Roll on a few decades, there are certain numbers I can read when they come in the form of statistics and when there is an emotional attachment to them. To read the latest equine seizure statistics from Clare leaves me with a sense of outrage coupled with ‘is this a joke?’ It’s hard to celebrate the unrealistically low figures like 18 horses seized in 2017 and even less for this year so far. Because behind these low figures are all the horses that died in fields from hunger, or untreated illnesses, and in one case, after being attacked by dogs – all horses that should have been seized! What about all the horses starving right now that won’t make the 2018 figures and who should be seized? What about all the horses taken in by rescues after being reported to the council or the department? All the horses let down by the same bodies. So the latest statistics are no realistic reflection of the state of equine welfare in Clare. They scream ‘seizure tokenism’.
This morning I read a notice on a fence issued by the department. A notice placed after many concerning calls to the department for two mares and a foal in a field with nothing to eat. The notice asked the owners to provide feed & water and outlined what would happen if they didn’t. Did the official who cable-tied the notice not take into consideration the emaciated foal or her mother with her ribs protruding and a belly full of worms. Did the official scan for chips? Did they check for an equine number? He would have got close enough as these horses are so starved of attention that they are so overly interested and affectionate when someone stops off at their fence. Yes, hay arrived today but not hay a starving horse would be grateful for. They should be part of the 2018 seizure statistics; they won’t be.
I’m sure the statistics for pounds nationwide are also a source of much upset for dog lovers and related rescuers. Especially the numbers PTS. Behind all of these statistics are human faces and behavior that is far removed from normative or mindful of animal needs. Behind these figures are the dogs who never made the cut when it came to being rehomed, or when it came to being assessed for rehoming. They unfortunately became part of statistics. Their names, their personalities, their stories reduced to a number.
So when you have local public figures jumping on a celebratory bandwagon to fly the flag of low seizure numbers or low PTS statistics, you want to take them from their ‘head in the clouds’ pedestal and put them in a field with a sick mare who is feeding a foal, and tell them how her owners won’t get the vet for her. How somebody hand feeds her to make sure she is getting some sort of nutrition.
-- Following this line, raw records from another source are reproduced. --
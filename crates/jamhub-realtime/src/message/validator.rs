//! Frame checks applied before parsing.

use jamhub_core::error::AppError;

use super::types::InboundMessage;

/// Rejects empty frames and frames larger than `max_bytes`.
pub fn validate_inbound(raw: &str, max_bytes: usize) -> Result<(), AppError> {
    if raw.len() > max_bytes {
        return Err(AppError::invalid_argument(format!(
            "Message exceeds maximum size of {max_bytes} bytes"
        )));
    }

    if raw.trim().is_empty() {
        return Err(AppError::invalid_argument("Empty message"));
    }

    Ok(())
}

/// Validates and parses one text frame.
pub fn parse_inbound(raw: &str, max_bytes: usize) -> Result<InboundMessage, AppError> {
    validate_inbound(raw, max_bytes)?;
    serde_json::from_str(raw)
        .map_err(|e| AppError::invalid_argument(format!("Failed to parse message: {e}")))
}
You want them to look at the empty water buckets that are filled by people who are not their owners and you want them to speak to the landowner who has not given permission for their land to be used. You want them to drive into certain areas where horses lives are limited by a few feet of rope where they are sustained by the grass beneath them and are at the mercy of those who own them to untie them and move them to a new patch every day. You want them to visit pounds unannounced and see the fear behind closed doors; fear that could be alleviated by a simple thing
called ‘care’.
What hope is there to reduce the amount of dogs seeking homes when county councils award licenses to puppy farms to keep breeding – the same breeders who do not provide the basics for their breeding bitches and dogs kept under lock and key? What hope is there when the law of the land for animal welfare is not consistently enforced when it is broken? Law enforcement should not be ‘pick and miss’. Why should the same laws be applied differently when the animal welfare issue is the same?
The only hope left in this country for most animals let down by humans are rescuers. Rescue: the only light in this dismally dark animal welfare tunnel. The keeper of the light and power is a minister who fails to see the darkness. Maybe it’s time rescues guided him through it until he has his moment of enlightenment. Until that happens he stands over a law that is as futile as an empty bucket for a dehydrated horse.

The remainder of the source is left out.